WillianFuks / tfcausalimpact

Python Causal Impact Implementation Based on Google's R Package. Built using TensorFlow Probability.
Apache License 2.0
600 stars 72 forks source link

[Request] Is the A/A test function inappropriate? #35

Open MasaAsami opened 2 years ago

MasaAsami commented 2 years ago

Thank you for a very nice package.

I'm trying to switch from pycausalImapct recently, and I don't fully understand this module yet, so I'll only provide some ideas today. [Idea]. How about adding a feature like so-called A/A test?

[Contents] For the period before the true intervention:

[The following is just an image]

 impact_model = causalimpact.CausalImpact(df[["DEXUSUK", "DEXUSEU"]], PRE_PERIOD, POST_PERIOD, nseasons=[{'period': 7, 'harmonics': 2}])

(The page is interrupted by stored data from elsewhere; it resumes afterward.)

//! Detail section widget
//!
//! Renders one market detail section as a table, a loading notice, or
//! the empty-state message when the gate collapsed every section.

use crate::sections::SectionView;
use advisor_core::{DashboardSnapshot, SectionKind};
use ratatui::{
    prelude::*,
    widgets::{Block, Borders, Cell, Paragraph, Row, Table, Wrap},
};

/// Shown inside a section that is still waiting for data
pub const SECTION_LOADING_TEXT: &str = "This section will update when data arrives";

pub struct SectionPanelWidget;

impl SectionPanelWidget {
    /// Render a single section
    pub fn render(
        kind: SectionKind,
        view: SectionView,
        snapshot: Option<&DashboardSnapshot>,
        area: Rect,
        buf: &mut Buffer,
    ) {
        if view == SectionView::Hidden {
            return;
        }

        let block = Block::default()
            .title(format!(" {} ", kind.title().to_uppercase()))
            .borders(Borders::ALL)
            .border_style(Style::default().fg(Color::Cyan));

        let inner = block.inner(area);
        block.render(area, buf);

        let snapshot = match (view, snapshot) {
            (SectionView::Data(_), Some(snapshot)) => snapshot,
            _ => {
                buf.set_string(
                    inner.x + 1,
                    inner.y,
                    SECTION_LOADING_TEXT,
                    Style::default().fg(Color::DarkGray).italic(),
                );
                return;
            }
        };

        let (header, widths) = Self::columns(kind);
        let header = Row::new(header.iter().map(|h| Cell::from(*h))).style(
            Style::default()
                .fg(Color::Yellow)
                .add_modifier(Modifier::BOLD),
        );

        let table = Table::new(Self::rows(kind, snapshot), widths)
            .header(header)
            .column_spacing(1);

        Widget::render(table, inner, buf);
    }

    /// Render the collapsed state
    pub fn render_empty(message: &str, area: Rect, buf: &mut Buffer) {
        let paragraph = Paragraph::new(message)
            .style(Style::default().fg(Color::DarkGray))
            .alignment(Alignment::Center)
            .wrap(Wrap { trim: true })
            .block(
                Block::default()
                    .title(" MARKET DETAILS ")
                    .borders(Borders::ALL)
                    .border_style(Style::default().fg(Color::DarkGray)),
            );
        paragraph.render(area, buf);
    }

    fn columns(kind: SectionKind) -> (&'static [&'static str], Vec<Constraint>) {
        match kind {
            SectionKind::KeyPlayers => (
                &["Company", "Share", "HQ"][..],
                vec![Constraint::Min(16), Constraint::Length(7), Constraint::Length(14)],
            ),
            SectionKind::TechnologyAdoption => (
                &["Technology", "Adoption"][..],
                vec![Constraint::Min(16), Constraint::Length(9)],
            ),
            SectionKind::GeographicDistribution => (
                &["Region", "Share"][..],
                vec![Constraint::Min(16), Constraint::Length(7)],
            ),
            SectionKind::InvestmentTrends => (
                &["Period", "Total", "Deals"][..],
                vec![Constraint::Min(10), Constraint::Length(10), Constraint::Length(6)],
            ),
        }
    }

    fn rows(kind: SectionKind, snapshot: &DashboardSnapshot) -> Vec<Row<'static>> {
        let percent = |value: f64| format!("{:.1}%", value);
        match kind {
            SectionKind::KeyPlayers => snapshot
                .key_players
                .iter()
                .map(|player| {
                    Row::new(vec![
                        Cell::from(Self::truncate_text(&player.name, 24)),
                        Cell::from(percent(player.market_share_percent))
                            .style(Style::default().fg(Color::Green)),
                        Cell::from(player.headquarters.clone().unwrap_or_default())
                            .style(Style::default().fg(Color::Gray)),
                    ])
                })
                .collect(),
            SectionKind::TechnologyAdoption => snapshot
                .technology_adoption
                .iter()
                .map(|tech| {
                    Row::new(vec![
                        Cell::from(Self::truncate_text(&tech.technology, 24)),
                        Cell::from(percent(tech.adoption_rate_percent))
                            .style(Style::default().fg(Color::Green)),
                    ])
                })
                .collect(),
            SectionKind::GeographicDistribution => snapshot
                .geographic_distribution
                .iter()
                .map(|share| {
                    Row::new(vec![
                        Cell::from(Self::truncate_text(&share.region, 24)),
                        Cell::from(percent(share.share_percent))
                            .style(Style::default().fg(Color::Green)),
                    ])
                })
                .collect(),
            SectionKind::InvestmentTrends => snapshot
                .investment_trends
                .iter()
                .map(|trend| {
                    Row::new(vec![
                        Cell::from(trend.period.clone()),
                        Cell::from(format!("${}M", trend.total_usd_m))
                            .style(Style::default().fg(Color::Cyan)),
                        Cell::from(trend.deal_count.to_string()),
                    ])
                })
                .collect(),
        }
    }

    /// Truncate text to fit width
    fn truncate_text(text: &str, max_len: usize) -> String {
        if text.chars().count() <= max_len {
            text.to_string()
        } else {
            let kept: String = text.chars().take(max_len.saturating_sub(1)).collect();
            format!("{}…", kept)
        }
    }
}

list_date = list(df[: PRE_PERIOD[1]].index)
post_n = 21
test_n = 50
test_result = []
minimum_n = 50
y_col = "DEXUSUK"

# True intervention data will also be included for comparison.
postterm_estimated = pd.concat([impact_model.inferences, df[y_col]], axis=1).dropna()
postterm_estimated[f"aatest_no"] = "real_test"
postterm_estimated[f"pseudo_intervention"] = POST_PERIOD[0]
postterm_estimated["p_value"] = impact_model.p_value
postterm_estimated["train_datasize"] = len(df[: PRE_PERIOD[1]])
test_result.append(postterm_estimated)

for i in tqdm(range(1, test_n + 1)):
    if post_n * i + minimum_n >= len(list_date):
        # Minimum sample size required for learning
        break

    temp_pre_period = [list_date[0], list_date[-post_n * i]]
    temp_post_period = [list_date[-post_n * i + 1], list_date[-post_n * i + post_n - 1]]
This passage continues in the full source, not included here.